Décorée au titre de la résistance Madeleine Pinelli reçoit la Croix de guerre avec étoile de bronze et la citation
suivante : Patriote ardente qui s’est consacrée à la cause de la Résistance. Par son activité importante, multiple et continue a rendu services exceptionnels aux chefs clandestins, a préparé et distribué des tracts, effectué des missions de renseignements et de liaison, aidé des patriotes évadés de prison, participé à des transports d’armes dangereux.  Signé Général Dejussieu-Poncarral. Elle sera plus tard décorée de l’Ordre national du Mérite.  

Résistance : Et si nous parlions d'elles ?
Noëlle Vincensini, du village de Piétroso est née en 1927 au couvent de Piedicroce en Haute-corse.
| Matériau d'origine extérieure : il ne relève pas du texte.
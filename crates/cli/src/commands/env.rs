// SPDX-License-Identifier: BUSL-1.1
// Copyright (c) 2026 Alfred Jean LLC

//! Environment variable access shared by the maintenance subcommands.

use std::path::PathBuf;

pub fn log_level() -> String {
    std::env::var("LOG_LEVEL").unwrap_or_else(|_| "info".to_string())
}

pub fn database_path(override_path: Option<PathBuf>) -> PathBuf {
    override_path
        .or_else(|| std::env::var("SG_DATABASE_PATH").ok().map(PathBuf::from))
        .unwrap_or_else(|| PathBuf::from("sample-grid.db"))
}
D’une fratrie de 9 enfants, elle est la quatrième. En 1940 c’est la capitulation. Elle lit les journaux et la montée du nazisme l’affecte et la révolte. En 1941 elle quitte l’île pour aller étudier dans un lycée  de Montpellier où vit une tante.
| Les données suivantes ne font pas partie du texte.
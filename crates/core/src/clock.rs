// SPDX-License-Identifier: BUSL-1.1
// Copyright (c) 2026 Alfred Jean LLC

//! Clock abstraction for testable time handling.
//!
//! The job engine's watchdog and retry backoff both depend on elapsed time;
//! routing every read through this trait lets tests advance time
//! deterministically instead of sleeping in wall-clock time.

use chrono::{DateTime, Utc};
use parking_lot::Mutex;
use std::sync::Arc;
use std::time::{Duration, Instant};

pub trait Clock: Clone + Send + Sync + 'static {
    fn now(&self) -> Instant;
    fn utc_now(&self) -> DateTime<Utc>;
}

/// Real system clock.
#[derive(Clone, Default)]
pub struct SystemClock;

impl Clock for SystemClock {
    fn now(&self) -> Instant {
        Instant::now()
    }

    fn utc_now(&self) -> DateTime<Utc> {
        Utc::now()
    }
}

/// Fake clock for testing with controllable time.
#[derive(Clone)]
pub struct FakeClock {
    instant: Arc<Mutex<Instant>>,
    utc: Arc<Mutex<DateTime<Utc>>>,
}

impl FakeClock {
    pub fn new() -> Self {
        Self {
            instant: Arc::new(Mutex::new(Instant::now())),
            utc: Arc::new(Mutex::new(DateTime::UNIX_EPOCH)),
        }
    }

    pub fn advance(&self, duration: Duration) {
        *self.instant.lock() += duration;
        *self.utc.lock() += duration;
    }
}

impl Default for FakeClock {
    fn default() -> Self {
        Self::new()
    }
}

impl Clock for FakeClock {
    fn now(&self) -> Instant {
        *self.instant.lock()
    }

    fn utc_now(&self) -> DateTime<Utc> {
        *self.utc.lock()
    }
}

#[cfg(test)]
mod tests {
    use super::*;

    #[test]
    fn fake_clock_advances_both_axes() {
        let clock = FakeClock::new();
        let start_instant = clock.now();
        let start_utc = clock.utc_now();
        clock.advance(Duration::from_secs(5));
        assert_eq!(clock.now() - start_instant, Duration::from_secs(5));
        assert_eq!(clock.utc_now() - start_utc, chrono::Duration::seconds(5));
    }
}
Là, elle découvre le militantisme résistant au sein des Forces Unies de la jeunesse patriotique (FUJOP) Elle distribue et colle des tracts, parle aux lycéens, leur montre la voie. Noëlle rejoint le mouvement des Francs-tireurs et partisans (FTP) proche du parti communiste. Elle transporte des valises contenant argent, armes, munitions, tracts. Elle est dénoncée et arrêtée par la Gestapo en avril 1944 avec trois autres lycéennes.
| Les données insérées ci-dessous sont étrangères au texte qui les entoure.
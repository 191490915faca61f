// SPDX-License-Identifier: BUSL-1.1
// Copyright (c) 2026 Alfred Jean LLC

//! Watches a training run's output directory for added/removed images and
//! emits coalesced [`FsEvent`]s. Raw filesystem notifications arrive in
//! bursts (a renderer writes several files per checkpoint in quick
//! succession); they're batched over a 250ms window before being turned
//! into events so downstream consumers see one burst, not dozens of
//! single-file notifications.

use notify::{Event as NotifyEvent, EventKind, RecommendedWatcher, RecursiveMode, Watcher};
use sg_core::FsEvent;
use std::collections::HashSet;
use std::path::{Path, PathBuf};
use std::time::Duration;
use thiserror::Error;
use tokio::sync::mpsc;

const COALESCE_WINDOW: Duration = Duration::from_millis(250);

#[derive(Debug, Error)]
pub enum WatchError {
    #[error("failed to start watcher on {path}: {source}")]
    Start { path: PathBuf, source: notify::Error },
}

/// Owns a `notify` watcher and the coalescing task draining it. Dropping
/// this stops the watch.
pub struct FsWatcher {
    _watcher: RecommendedWatcher,
    _coalescer: tokio::task::JoinHandle<()>,
}

fn is_image(path: &Path) -> bool {
    path.extension()
        .and_then(|ext| ext.to_str())
        .map(|ext| matches!(ext.to_ascii_lowercase().as_str(), "png" | "jpg" | "jpeg" | "webp"))
        .unwrap_or(false)
}

fn is_json(path: &Path) -> bool {
    path.extension().and_then(|ext| ext.to_str()).map(|ext| ext.eq_ignore_ascii_case("json")).unwrap_or(false)
}

/// Whether `path` is a freshly created checkpoint directory: an actual
/// directory on disk whose name ends in `.safetensors`. Everything else
/// (files, `.json` sidecars, plain subdirectories) is not a checkpoint.
fn is_checkpoint_dir(path: &Path) -> bool {
    let is_dir = path.metadata().map(|meta| meta.file_type().is_dir()).unwrap_or(false);
    if !is_dir {
        return false;
    }
    path.file_name().and_then(|name| name.to_str()).map(|name| name.ends_with(".safetensors")).unwrap_or(false)
}

/// Start watching `root` for image and directory changes belonging to
/// `training_run_id`. Coalesced events are sent to `event_tx` as they're
/// flushed; the channel closing stops the coalescer but not the underlying
/// OS watch, so callers should drop the returned [`FsWatcher`] too.
pub fn watch(
    root: &Path,
    training_run_id: String,
    event_tx: mpsc::Sender<FsEvent>,
) -> Result<FsWatcher, WatchError> {
    let (raw_tx, mut raw_rx) = mpsc::unbounded_channel::<NotifyEvent>();

    let mut watcher = notify::recommended_watcher(move |res: Result<NotifyEvent, notify::Error>| {
        if let Ok(event) = res {
            let _ = raw_tx.send(event);
        }
    })
    .map_err(|source| WatchError::Start { path: root.to_path_buf(), source })?;

    watcher
        .watch(root, RecursiveMode::Recursive)
        .map_err(|source| WatchError::Start { path: root.to_path_buf(), source })?;

    let root = root.to_path_buf();
    let coalescer = tokio::spawn(async move {
        loop {
            let Some(first) = raw_rx.recv().await else { break };
            let mut batch = vec![first];
            let deadline = tokio::time::sleep(COALESCE_WINDOW);
            tokio::pin!(deadline);
            loop {
                tokio::select! {
                    next = raw_rx.recv() => {
                        match next {
                            Some(event) => batch.push(event),
                            None => break,
                        }
                    }
                    _ = &mut deadline => break,
                }
            }

            for event in coalesce(&root, &training_run_id, batch) {
                if event_tx.send(event).await.is_err() {
                    return;
                }
            }
        }
    });

    Ok(FsWatcher { _watcher: watcher, _coalescer: coalescer })
}

/// Collapse a batch of raw notify events into deduplicated [`FsEvent`]s,
/// one per distinct (kind, path).
fn coalesce(root: &Path, training_run_id: &str, batch: Vec<NotifyEvent>) -> Vec<FsEvent> {
    let mut directories_added = HashSet::new();
    let mut images_added = HashSet::new();
    let mut images_removed = HashSet::new();

    for event in batch {
        let is_create = matches!(event.kind, EventKind::Create(_));
        let is_remove = matches!(event.kind, EventKind::Remove(_));
        if !is_create && !is_remove {
            continue;
        }
        for path in event.paths {
            let Ok(relative) = path.strip_prefix(root) else { continue };
            let relative = relative.to_string_lossy().into_owned();
            if relative.is_empty() {
                continue;
            }
            if is_create {
                if is_image(&path) {
                    images_added.insert(relative);
                } else if is_json(&path) {
                    // sidecar metadata, not a sample grid concern
                } else if is_checkpoint_dir(&path) {
                    directories_added.insert(relative);
                }
            } else if is_remove && is_image(&path) {
                images_removed.insert(relative);
            }
        }
    }

    let mut events = Vec::new();
    for path in directories_added {
        events.push(FsEvent::DirectoryAdded { training_run_id: training_run_id.to_string(), path });
    }
    for path in images_added {
        events.push(FsEvent::ImageAdded { training_run_id: training_run_id.to_string(), path });
    }
    for path in images_removed {
        events.push(FsEvent::ImageRemoved { training_run_id: training_run_id.to_string(), path });
    }
    events
}

#[cfg(test)]
mod tests {
    use super::*;
    use notify::event::{CreateKind, RemoveKind};

    fn notify_event(kind: EventKind, paths: Vec<PathBuf>) -> NotifyEvent {
        NotifyEvent { kind, paths, attrs: Default::default() }
    }

    #[test]
    fn coalesce_dedupes_and_classifies_by_extension() {
        let root = tempfile::tempdir().expect("tempdir");
        let root = root.path();
        std::fs::create_dir_all(root.join("checkpoint-1000")).expect("mkdir");
        std::fs::write(root.join("checkpoint-1000/a.png"), b"").expect("write");
        std::fs::write(root.join("checkpoint-1000/b.png"), b"").expect("write");
        std::fs::create_dir_all(root.join("checkpoint-2000.safetensors")).expect("mkdir");

        let batch = vec![
            notify_event(EventKind::Create(CreateKind::File), vec![root.join("checkpoint-1000/a.png")]),
            notify_event(EventKind::Create(CreateKind::File), vec![root.join("checkpoint-1000/a.png")]),
            notify_event(EventKind::Create(CreateKind::Folder), vec![root.join("checkpoint-2000.safetensors")]),
            notify_event(EventKind::Remove(RemoveKind::File), vec![root.join("checkpoint-1000/b.png")]),
        ];

        let events = coalesce(root, "run-1", batch);
        assert_eq!(events.len(), 3);
        assert!(events.iter().any(|e| matches!(e, FsEvent::ImageAdded { path, .. } if path == "checkpoint-1000/a.png")));
        assert!(events
            .iter()
            .any(|e| matches!(e, FsEvent::DirectoryAdded { path, .. } if path == "checkpoint-2000.safetensors")));
        assert!(events.iter().any(|e| matches!(e, FsEvent::ImageRemoved { path, .. } if path == "checkpoint-1000/b.png")));
    }

    #[test]
    fn coalesce_ignores_events_outside_watched_root() {
        let root = Path::new("/runs/run-1");
        let batch =
            vec![notify_event(EventKind::Create(CreateKind::File), vec![PathBuf::from("/elsewhere/a.png")])];
        assert!(coalesce(root, "run-1", batch).is_empty());
    }

    #[test]
    fn coalesce_skips_json_sidecars_and_plain_subdirectories() {
        let root = tempfile::tempdir().expect("tempdir");
        let root = root.path();
        std::fs::write(root.join("checkpoint-1000.json"), b"{}").expect("write");
        std::fs::create_dir_all(root.join("checkpoint-1000")).expect("mkdir");

        let batch = vec![
            notify_event(EventKind::Create(CreateKind::File), vec![root.join("checkpoint-1000.json")]),
            notify_event(EventKind::Create(CreateKind::Folder), vec![root.join("checkpoint-1000")]),
        ];

        assert!(coalesce(root, "run-1", batch).is_empty());
    }

    #[test]
    fn coalesce_ignores_a_checkpoint_directory_that_no_longer_exists_on_disk() {
        let root = Path::new("/runs/run-1");
        let batch = vec![notify_event(
            EventKind::Create(CreateKind::Folder),
            vec![root.join("checkpoint-2000.safetensors")],
        )];
        assert!(coalesce(root, "run-1", batch).is_empty());
    }
}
>Les interrogatoires sont très durs et on peut parler de tortures. Elle est envoyée à Romainville, près de Paris, puis déportée à Ravensbrück. «  J’ai découvert l’univers concentrationnaire avec ces gens aux yeux fous qui grattaient la terre pour la manger «  dit-elle. » Elle raconte l’enfer, les appels de l’aube, dans le froid, qui duraient des heures, la robe qui ne séchait jamais, les cris des femmes la nuit, car la dénutrition provoquaient des crampes et des douleurs intenses, les gardiennes, pires que les hommes. Elle a été libérée fin avril 1945. Obligée d’abandonner ses études avec regrets car sa santé est fragile. Elle se marie, met au monde quatre enfants, divorce et revient en Corse en 1970. Elle crée radio Balbuzard, une station pirate qui lui vaudra d’être traduite en justice. Elle a été récompensée pour les trois films documentaires qu’elle a réalisés sur la Corse et a enfin reçu la Légion d’Honneur en 2008.
En 1986 elle crée un comité anti-raciste «  Ava basta » ( ça suffit) qui deviendra une association de solidarité et d’accueil pour les étrangers.
Noëlle Vincensini s’inquiète de cette  nouvelle chasse à l’homme grandissante.

Tiré de La Dépèche du 3 juin 2009
"Quand des femmes arrivent à Belzec on les fait avancer à coups de fouet ou de baïonnette " (L’impossible oubli d’Anne Grynberg)
Le nazisme a tiré sa force de la moralisation de la mort.